In a recent essay by the philosopher Anna Smajodor, a proposal is made for what she calls “whole body surrogacy”. The proposal is something like the following:
If a) organ transplantation is uncontroversial, and b) we know that children can be born after the mother is brain dead, then the possibility exists for people to donate their whole bodies as gestational vessels.
At one level, this is the logical extension of surrogacy: a body put to use for reproductive purposes which originate beyond the body. What whole body surrogacy proposes is that there need to be no consciousness at all for this to happen. Babies can be grown through donated bodies, and with the added bonus of not having the surrogate change their mind: what could be the problem? If maximum efficiency is the aim here, it would seem that this would be an arguable solution: why not just line corpses up with viable embryos, and crank out babies?
The problem is that, like the zombie, we recoil at the notion of a body being put to use in ways which treat the will as a problem to be overcome. To have a child is an act of intention and agency, whether done by couples or through a surrogate, and it involves the intention of all persons involved. The “full body surrogate'“ solution sidesteps the thorniest part of this: the will. Ostensibly, a person might donate their body for this purpose, but to do this after death eliminates the possibility that a) a person might change their mind, or b) might object to some part of the procedure.
Much of the surrogacy discourse turns on whether or not such an act is just: does it create better conditions for the surrogate? Does it provide a true gift to the would-be parents? And I don’t want to deny that the entrance of a child into the world is a good thing, full stop. But the beauty of the child obscures a question that the zombie wants us to face up to: what is causing us to act in these ways to begin with?

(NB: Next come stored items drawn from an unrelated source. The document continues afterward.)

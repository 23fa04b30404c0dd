//! Load the files named by `%file`.

use std::{fs, io};

/// Source of the bytes for `%file <path>`.
pub trait Loader {
    /// Read the whole contents of `path`. The path is taken verbatim from
    /// the command line.
    fn load(&mut self, path: &str) -> io::Result<Vec<u8>>;
}

/// Read files from the file system, relative to the working directory.
#[derive(Copy, Clone, Debug, Default)]
pub struct FileSystem;

impl Loader for FileSystem {
    fn load(&mut self, path: &str) -> io::Result<Vec<u8>> {
        fs::read(path)
    }
}

impl<F> Loader for F
where
    F: FnMut(&str) -> io::Result<Vec<u8>>,
{
    fn load(&mut self, path: &str) -> io::Result<Vec<u8>> {
        self(path)
    }
}
//! Generate the dispatch table from the `directives.spec` definitions.
//!
//! The table is a Rust expression of type `&[Form]`. Forms are sorted by the
//! length of their names, longest first, so a short name (like `d`) never
//! shadows a longer one (like `dddd`). The sort is stable: forms with names
//! of the same length keep the order of the source file.

use crate::DirectiveSpec;
use proc_macro2::TokenStream;
use quote::quote;
use std::cmp::Reverse;
use std::collections::BTreeMap;
use std::io::{self, Write};

/// Generate the table code.
pub fn generate_forms(mut output: impl Write, specs: &[DirectiveSpec]) -> io::Result<()> {
    let mut specs: Vec<&DirectiveSpec> = specs.iter().collect();
    specs.sort_by_key(|spec| Reverse(spec.name().len()));

    check_conflicts(&specs)?;

    let forms = specs
        .iter()
        .map(|spec| {
            let usage = &spec.usage;
            let name = spec.name();
            let action: TokenStream = spec.action.parse().map_err(|e| {
                io::Error::new(
                    io::ErrorKind::InvalidData,
                    format!("invalid action for '{}': {:?}", spec.usage, e),
                )
            })?;

            Ok(quote! {
                Form {
                    usage: #usage,
                    name: #name,
                    action: #action,
                }
            })
        })
        .collect::<io::Result<Vec<TokenStream>>>()?;

    let table = quote! {
        &[ #(#forms),* ]
    };

    writeln!(output, "{}", table)
}

/// Two forms with the same name would make the second one unreachable.
fn check_conflicts(specs: &[&DirectiveSpec]) -> io::Result<()> {
    let mut names = BTreeMap::new();
    for spec in specs {
        if let Some(other) = names.insert(spec.name(), &spec.usage) {
            return Err(io::Error::new(
                io::ErrorKind::InvalidData,
                format!("conflicts: {} - {}", spec.usage, other),
            ));
        }
    }

    Ok(())
}
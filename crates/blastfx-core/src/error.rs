//! Error types for blastfx-core

use thiserror::Error;

/// Core error type
#[derive(Error, Debug)]
pub enum Error {
    #[error("field type {kind} is not supported by the expression compiler (expression \"{script}\"); only int, float, byte, and bool fields can be compiled")]
    UnsupportedFieldType { kind: &'static str, script: String },
}

/// Result type alias
pub type Result<T> = std::result::Result<T, Error>;
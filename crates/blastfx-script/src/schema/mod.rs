//! RON schema definitions

pub mod alias;
pub mod explosion;
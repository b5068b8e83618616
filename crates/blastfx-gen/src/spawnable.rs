//! Built-in spawnable effect classes
//!
//! Reflection tables for the stock particle kinds, built once at handler
//! construction. Field offsets are assigned in declaration order; the
//! composition layer reads populated instances back through the same
//! schema.

use crate::alias::ClassRegistry;
use blastfx_core::{ClassDesc, ResourceKind, ScalarKind, TypeDesc};

/// Register the stock spawnable classes
pub fn register_builtin(registry: &mut ClassRegistry) {
    let float3 = ClassDesc::builder("float3")
        .float("x")
        .float("y")
        .float("z")
        .build();

    // common base: every spawnable has a position and a velocity
    let spawnable = ClassDesc::builder("spawnable")
        .field("pos", TypeDesc::Composite(float3.clone()))
        .field("speed", TypeDesc::Composite(float3.clone()))
        .build();

    registry.register(float3.clone());
    registry.register(spawnable.clone());

    registry.register(
        ClassDesc::builder("heatcloud")
            .extends(&spawnable)
            .float("heat")
            .float("max_heat")
            .float("heat_falloff")
            .float("size")
            .float("size_growth")
            .field("texture", TypeDesc::Resource(ResourceKind::AtlasTexture))
            .build(),
    );

    registry.register(
        ClassDesc::builder("smoke")
            .extends(&spawnable)
            .float("size")
            .float("start_size")
            .float("size_expansion")
            .float("age_speed")
            .int("ttl")
            .field("color_map", TypeDesc::Resource(ResourceKind::ColorMap))
            .field("texture", TypeDesc::Resource(ResourceKind::AtlasTexture))
            .build(),
    );

    registry.register(
        ClassDesc::builder("dirt")
            .extends(&spawnable)
            .float("size")
            .float("size_expansion")
            .float("slowdown")
            .float("alpha")
            .float("alpha_falloff")
            .field("color", TypeDesc::Composite(float3.clone()))
            .field("texture", TypeDesc::Resource(ResourceKind::AtlasTexture))
            .build(),
    );

    registry.register(
        ClassDesc::builder("bubble")
            .extends(&spawnable)
            .float("size")
            .float("size_expansion")
            .float("alpha")
            .int("ttl")
            .build(),
    );

    registry.register(
        ClassDesc::builder("spike")
            .extends(&spawnable)
            .float("length")
            .float("width")
            .float("alpha")
            .float("alpha_decay")
            .field(
                "color",
                TypeDesc::FixedArray {
                    elem: Box::new(TypeDesc::Scalar(ScalarKind::Byte)),
                    count: 4,
                },
            )
            .build(),
    );

    registry.register(
        ClassDesc::builder("seismic")
            .extends(&spawnable)
            .float("size")
            .float("fade")
            .int("ttl")
            .field(
                "texture",
                TypeDesc::Resource(ResourceKind::GroundFxTexture),
            )
            .build(),
    );

    // one-shot spawner: fires a nested generator after a delay
    registry.register(
        ClassDesc::builder("explospawner")
            .extends(&spawnable)
            .int("delay")
            .field("generator", TypeDesc::Resource(ResourceKind::Generator))
            .build(),
    );
}

#[cfg(test)]
mod tests {
    use super::*;

    #[test]
    fn test_builtin_registration() {
        let mut reg = ClassRegistry::new();
        register_builtin(&mut reg);

        let heatcloud = reg.get("heatcloud").unwrap();
        // base fields come first: pos at 0, speed at 12
        assert_eq!(heatcloud.find_member("pos").unwrap().offset, 0);
        assert_eq!(heatcloud.find_member("speed").unwrap().offset, 12);
        assert_eq!(heatcloud.find_member("heat").unwrap().offset, 24);
        assert!(heatcloud.find_member("texture").is_some());

        let spike = reg.get("spike").unwrap();
        let color = spike.find_member("color").unwrap();
        assert_eq!(color.ty.size(), 4);
    }
}
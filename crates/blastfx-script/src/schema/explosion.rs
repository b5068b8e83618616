//! Explosion definition schema

use blastfx_core::{SpawnFlags, Vec3};
use indexmap::IndexMap;
use serde::{Deserialize, Serialize};

/// Definition of one explosion effect, keyed by tag
#[derive(Debug, Clone, Serialize, Deserialize)]
pub struct ExplosionDef {
    /// Unique tag referenced by weapons and nested generators
    pub tag: String,
    /// Spawn kinds created by this explosion
    #[serde(default)]
    pub spawns: Vec<SpawnDef>,
    /// Optional ground flash parameters (not a spawn kind)
    #[serde(default)]
    pub groundflash: Option<GroundFlashDef>,
    /// Also run the non-custom fallback composition after custom spawns
    #[serde(default)]
    pub use_default_explosions: bool,
}

/// One spawn kind within an explosion definition
#[derive(Debug, Clone, Serialize, Deserialize)]
pub struct SpawnDef {
    /// Name of this spawn kind
    pub name: String,
    /// Target spawnable class; defaults to the spawn name
    #[serde(default)]
    pub class: Option<String>,
    /// Number of instances to spawn
    #[serde(default = "default_count")]
    pub count: u32,
    #[serde(default)]
    pub ground: bool,
    #[serde(default)]
    pub water: bool,
    #[serde(default)]
    pub air: bool,
    #[serde(default)]
    pub underwater: bool,
    #[serde(default)]
    pub unit: bool,
    #[serde(default)]
    pub nounit: bool,
    /// Field name -> expression text
    #[serde(default)]
    pub properties: IndexMap<String, String>,
}

impl SpawnDef {
    /// Class name to instantiate
    pub fn class_name(&self) -> &str {
        self.class.as_deref().unwrap_or(&self.name)
    }

    /// Environment flags gating this spawn kind
    pub fn flags(&self) -> SpawnFlags {
        flags_from_bools(
            self.ground,
            self.water,
            self.air,
            self.underwater,
            self.unit,
            self.nounit,
        )
    }
}

/// Ground flash visual parameters
///
/// Populated directly from the definition at compile time; no bytecode.
#[derive(Debug, Clone, Serialize, Deserialize)]
pub struct GroundFlashDef {
    /// Time to live in frames; zero or negative disables the flash
    pub ttl: i32,
    #[serde(default)]
    pub flash_size: f32,
    #[serde(default)]
    pub flash_alpha: f32,
    #[serde(default)]
    pub circle_growth: f32,
    #[serde(default)]
    pub circle_alpha: f32,
    #[serde(default = "default_flash_color")]
    pub color: Vec3,
    #[serde(default)]
    pub ground: bool,
    #[serde(default)]
    pub water: bool,
    #[serde(default)]
    pub air: bool,
    #[serde(default)]
    pub underwater: bool,
    #[serde(default)]
    pub unit: bool,
    #[serde(default)]
    pub nounit: bool,
}

impl GroundFlashDef {
    /// Explicit environment flags from the table
    pub fn flags(&self) -> SpawnFlags {
        flags_from_bools(
            self.ground,
            self.water,
            self.air,
            self.underwater,
            self.unit,
            self.nounit,
        )
    }
}

fn flags_from_bools(
    ground: bool,
    water: bool,
    air: bool,
    underwater: bool,
    unit: bool,
    nounit: bool,
) -> SpawnFlags {
    let mut flags = SpawnFlags::NONE;
    if ground {
        flags |= SpawnFlags::GROUND;
    }
    if water {
        flags |= SpawnFlags::WATER;
    }
    if air {
        flags |= SpawnFlags::AIR;
    }
    if underwater {
        flags |= SpawnFlags::UNDERWATER;
    }
    if unit {
        flags |= SpawnFlags::UNIT;
    }
    if nounit {
        flags |= SpawnFlags::NO_UNIT;
    }
    flags
}

fn default_count() -> u32 {
    1
}

fn default_flash_color() -> Vec3 {
    Vec3::new(1.0, 1.0, 0.8)
}

/// Loaded explosion definitions, keyed by tag
#[derive(Debug, Clone, Default)]
pub struct ExplosionDefs {
    by_tag: IndexMap<String, ExplosionDef>,
}

impl ExplosionDefs {
    /// Create an empty definition table
    pub fn new() -> Self {
        Self::default()
    }

    /// Get a definition by tag
    pub fn get(&self, tag: &str) -> Option<&ExplosionDef> {
        self.by_tag.get(tag)
    }

    /// Number of definitions
    pub fn len(&self) -> usize {
        self.by_tag.len()
    }

    /// True if no definitions are loaded
    pub fn is_empty(&self) -> bool {
        self.by_tag.is_empty()
    }

    /// Iterate over loaded tags
    pub fn tags(&self) -> impl Iterator<Item = &str> {
        self.by_tag.keys().map(String::as_str)
    }

    /// Insert a definition; the tag must not already exist
    pub fn insert(&mut self, def: ExplosionDef) -> crate::Result<()> {
        if self.by_tag.contains_key(&def.tag) {
            return Err(crate::Error::DuplicateDefinition(def.tag.clone()));
        }
        self.by_tag.insert(def.tag.clone(), def);
        Ok(())
    }

    /// Remove a definition by tag
    pub fn remove(&mut self, tag: &str) -> Option<ExplosionDef> {
        self.by_tag.shift_remove(tag)
    }
}
//! Expression compiler for the single-letter operator mini-language
//!
//! Designer-authored field expressions like `"d0.5r2i0.1"` compile into an
//! opcode stream: each mnemonic consumes the numeric literal that follows it
//! as its operand, and a bare literal adds itself to the accumulator. The
//! compiled code for one field always ends with exactly one store carrying
//! the field's byte offset.

use tracing::warn;

use crate::error::{Error, Result};
use crate::interp::SCRATCH_SLOTS;
use crate::opcode::{CodeStream, OpCode};
use crate::schema::ScalarKind;

/// Compile one scalar field expression, appending to `code`
///
/// Tokenizes `script` left to right. Recognized mnemonics: `i` index,
/// `r` rand, `d` damage, `m` sawtooth, `k` discrete, `s` sine, `p` pow,
/// `y` yank, `x` multiply, `a` addbuff, `q` powbuff; a token starting with a
/// digit, `.`, or `-` is a plain add. Unrecognized characters are warned
/// about and skipped; a trailing mnemonic with no operand is dropped.
///
/// The trailing store is selected by the field's declared kind; kinds
/// outside the legal set fail compilation.
pub fn compile_scalar(
    code: &mut CodeStream,
    offset: u16,
    kind: ScalarKind,
    script: &str,
) -> Result<()> {
    let store = match kind {
        ScalarKind::Int | ScalarKind::Bool => OpCode::StoreI,
        ScalarKind::Float => OpCode::StoreF,
        ScalarKind::Byte => OpCode::StoreC,
        other => {
            return Err(Error::UnsupportedFieldType {
                kind: other.name(),
                script: script.to_string(),
            })
        }
    };

    let bytes = script.as_bytes();
    let mut p = 0;

    while p < bytes.len() {
        let c = bytes[p];
        p += 1;

        if c == b' ' {
            continue;
        }

        let (op, reg_operand) = match c {
            b'i' => (OpCode::Index, false),
            b'r' => (OpCode::Rand, false),
            b'd' => (OpCode::Damage, false),
            b'm' => (OpCode::Sawtooth, false),
            b'k' => (OpCode::Discrete, false),
            b's' => (OpCode::Sine, false),
            b'p' => (OpCode::Pow, false),
            b'y' => (OpCode::Yank, true),
            b'x' => (OpCode::Multiply, true),
            b'a' => (OpCode::AddBuff, true),
            b'q' => (OpCode::PowBuff, true),
            b'0'..=b'9' | b'.' | b'-' => {
                // the literal itself is the operand
                p -= 1;
                (OpCode::Add, false)
            }
            other => {
                warn!(
                    script,
                    index = p,
                    "unknown op-code '{}' in expression",
                    other as char
                );
                continue;
            }
        };

        // exit cleanly if there is no operand left for this operator
        if p >= bytes.len() {
            continue;
        }

        if reg_operand {
            let (v, used) = parse_i32_prefix(&script[p..]);
            p += used;
            code.op_reg(op, v.clamp(0, SCRATCH_SLOTS as i32 - 1));
        } else {
            let (v, used) = parse_f32_prefix(&script[p..]);
            if used == 0 && op == OpCode::Add {
                // a lone '.' or '-' never becomes a number; skip it so the
                // scan makes progress
                warn!(script, index = p, "dangling numeric literal in expression");
                p += 1;
                continue;
            }
            p += used;
            code.op_f32(op, v);
        }
    }

    code.op_store(store, offset);
    Ok(())
}

/// Parse the longest numeric prefix of `s` as an f32
///
/// Locale-independent: sign, decimal digits, optional fraction, optional
/// exponent. Returns the value and the number of bytes consumed; a prefix
/// with no digits consumes nothing and yields 0.
fn parse_f32_prefix(s: &str) -> (f32, usize) {
    let b = s.as_bytes();
    let mut i = 0;

    if i < b.len() && (b[i] == b'+' || b[i] == b'-') {
        i += 1;
    }
    let int_start = i;
    while i < b.len() && b[i].is_ascii_digit() {
        i += 1;
    }
    let mut digits = i - int_start;
    if i < b.len() && b[i] == b'.' {
        i += 1;
        let frac_start = i;
        while i < b.len() && b[i].is_ascii_digit() {
            i += 1;
        }
        digits += i - frac_start;
    }
    if digits == 0 {
        return (0.0, 0);
    }
    if i < b.len() && (b[i] == b'e' || b[i] == b'E') {
        let mut j = i + 1;
        if j < b.len() && (b[j] == b'+' || b[j] == b'-') {
            j += 1;
        }
        let exp_start = j;
        while j < b.len() && b[j].is_ascii_digit() {
            j += 1;
        }
        // an exponent marker with no digits is not part of the number
        if j > exp_start {
            i = j;
        }
    }

    match s[..i].parse::<f32>() {
        Ok(v) => (v, i),
        Err(_) => (0.0, 0),
    }
}

/// Parse the longest decimal integer prefix of `s` as an i32
///
/// Overflow saturates, matching C `strtol`; the caller clamps register
/// indices anyway.
fn parse_i32_prefix(s: &str) -> (i32, usize) {
    let b = s.as_bytes();
    let mut i = 0;

    let negative = !b.is_empty() && b[0] == b'-';
    if i < b.len() && (b[i] == b'+' || b[i] == b'-') {
        i += 1;
    }
    let digit_start = i;
    while i < b.len() && b[i].is_ascii_digit() {
        i += 1;
    }
    if i == digit_start {
        return (0, 0);
    }

    match s[..i].parse::<i32>() {
        Ok(v) => (v, i),
        Err(_) => (if negative { i32::MIN } else { i32::MAX }, i),
    }
}
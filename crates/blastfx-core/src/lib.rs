//! Blastfx Core - bytecode VM and compiler for explosion effects
//!
//! This crate provides the foundational types for data-driven explosion
//! effects:
//! - A compact opcode stream format and its interpreter
//! - An expression compiler for the single-letter operator mini-language
//! - A reflected schema model for spawnable effect types
//! - Instance buffers populated by offset-addressed stores
//! - Environment-flag classification and a deterministic RNG
//!
//! Compilation happens once per effect definition; interpretation runs once
//! per spawned instance on the explosion hot path and never allocates beyond
//! fixed-size local state.

mod compile;
mod error;
mod flags;
mod identity;
mod instance;
mod interp;
mod math;
mod opcode;
mod rng;
mod schema;

pub use compile::compile_scalar;
pub use error::{Error, Result};
pub use flags::SpawnFlags;
pub use identity::{ExplosionId, GeneratorId, ResourceHandle};
pub use instance::InstanceData;
pub use interp::{execute, SCRATCH_SLOTS};
pub use math::Vec3;
pub use opcode::{CodeStream, Cursor, OpCode};
pub use rng::EffectRng;
pub use schema::{ClassBuilder, ClassDesc, MemberDesc, ResourceKind, ScalarKind, TypeDesc};
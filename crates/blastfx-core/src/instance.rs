//! Destination buffers for spawned effect instances
//!
//! A freshly spawned instance is a zero-initialized byte buffer sized by its
//! class description. The interpreter populates it through the typed,
//! bounds-checked accessors here; the effect composition layer reads the
//! fields back out through the matching getters when it constructs the live
//! object.

use crate::identity::ResourceHandle;
use crate::math::Vec3;
use crate::schema::ClassDesc;

/// Field storage for one spawned instance
///
/// All accessors take byte offsets produced by the compiler from the class
/// schema. An out-of-range offset can only come from a compiler/schema
/// mismatch and panics rather than corrupting adjacent fields.
#[derive(Debug, Clone, PartialEq)]
pub struct InstanceData {
    bytes: Vec<u8>,
}

impl InstanceData {
    /// Allocate a zeroed buffer for one instance of `class`
    pub fn for_class(class: &ClassDesc) -> Self {
        Self {
            bytes: vec![0; class.size() as usize],
        }
    }

    /// Buffer size in bytes
    pub fn len(&self) -> usize {
        self.bytes.len()
    }

    /// True for zero-sized classes
    pub fn is_empty(&self) -> bool {
        self.bytes.is_empty()
    }

    /// Write a little-endian i32 at `offset`
    pub fn write_i32(&mut self, offset: u16, value: i32) {
        self.put(offset, &value.to_le_bytes());
    }

    /// Write a little-endian f32 at `offset`
    pub fn write_f32(&mut self, offset: u16, value: f32) {
        self.put(offset, &value.to_le_bytes());
    }

    /// Write a single byte at `offset`
    pub fn write_u8(&mut self, offset: u16, value: u8) {
        self.put(offset, &[value]);
    }

    /// Write three little-endian f32 components at `offset`
    pub fn write_vec3(&mut self, offset: u16, value: Vec3) {
        self.write_f32(offset, value.x);
        self.write_f32(offset + 4, value.y);
        self.write_f32(offset + 8, value.z);
    }

    /// Write a resource handle (raw u64) at `offset`
    pub fn write_handle(&mut self, offset: u16, handle: ResourceHandle) {
        self.put(offset, &handle.raw().to_le_bytes());
    }

    /// Read back an i32 from `offset`
    pub fn read_i32(&self, offset: u16) -> i32 {
        i32::from_le_bytes(self.get(offset))
    }

    /// Read back an f32 from `offset`
    pub fn read_f32(&self, offset: u16) -> f32 {
        f32::from_le_bytes(self.get(offset))
    }

    /// Read back a byte from `offset`
    pub fn read_u8(&self, offset: u16) -> u8 {
        self.bytes[offset as usize]
    }

    /// Read back a vector from `offset`
    pub fn read_vec3(&self, offset: u16) -> Vec3 {
        Vec3::new(
            self.read_f32(offset),
            self.read_f32(offset + 4),
            self.read_f32(offset + 8),
        )
    }

    /// Read back a resource handle from `offset`
    pub fn read_handle(&self, offset: u16) -> ResourceHandle {
        ResourceHandle::from_raw(u64::from_le_bytes(self.get(offset)))
    }

    fn put(&mut self, offset: u16, raw: &[u8]) {
        let start = offset as usize;
        self.bytes[start..start + raw.len()].copy_from_slice(raw);
    }

    fn get<const N: usize>(&self, offset: u16) -> [u8; N] {
        let start = offset as usize;
        let mut raw = [0u8; N];
        raw.copy_from_slice(&self.bytes[start..start + N]);
        raw
    }
}

#[cfg(test)]
mod tests {
    use super::*;
    use crate::schema::{ClassDesc, ScalarKind, TypeDesc};

    #[test]
    fn test_roundtrip() {
        let class = ClassDesc::builder("t")
            .float("a")
            .field("b", TypeDesc::Scalar(ScalarKind::Int))
            .field("c", TypeDesc::Scalar(ScalarKind::Byte))
            .build();
        let mut data = InstanceData::for_class(&class);

        data.write_f32(0, 1.25);
        data.write_i32(4, -7);
        data.write_u8(8, 200);

        assert_eq!(data.read_f32(0), 1.25);
        assert_eq!(data.read_i32(4), -7);
        assert_eq!(data.read_u8(8), 200);
    }

    #[test]
    fn test_zero_initialized() {
        let class = ClassDesc::builder("t").float("a").float("b").build();
        let data = InstanceData::for_class(&class);
        assert_eq!(data.read_f32(0), 0.0);
        assert_eq!(data.read_f32(4), 0.0);
    }

    #[test]
    fn test_vec3_layout() {
        let class = ClassDesc::builder("t").float("pad").float("x").float("y").float("z").build();
        let mut data = InstanceData::for_class(&class);
        data.write_vec3(4, Vec3::new(1.0, 2.0, 3.0));
        assert_eq!(data.read_f32(4), 1.0);
        assert_eq!(data.read_f32(8), 2.0);
        assert_eq!(data.read_f32(12), 3.0);
        assert_eq!(data.read_vec3(4), Vec3::new(1.0, 2.0, 3.0));
    }

    #[test]
    #[should_panic]
    fn test_out_of_range_offset_panics() {
        let class = ClassDesc::builder("t").float("a").build();
        let mut data = InstanceData::for_class(&class);
        data.write_f32(4, 1.0);
    }
}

What we recoil at in full body surrogacy opens up an important question: whether commercialization is not simply a different version of this dynamic of bodies being put into service to alien forces. When economies exist in such a way that there remains no option available except to make gestation into a profession, we are firmly in this territory. The economic conditions, having exerted a subtle and alien control over our imagination now governs our decisions, pushes over strong barriers and builds itself into our reasoning. When governments function in a way which steer public opinion toward certain outcomes and away from others, the subtle behaviors of the body follow.7
All of this gets complicated in a really interesting way by the apostle Paul in 1 Corinthians 6:
19 Do you not know that your bodies are temples of the Holy Spirit, who is in you, whom you have received from God? You are not your own; 20 you were bought at a price. Therefore honor God with your bodies.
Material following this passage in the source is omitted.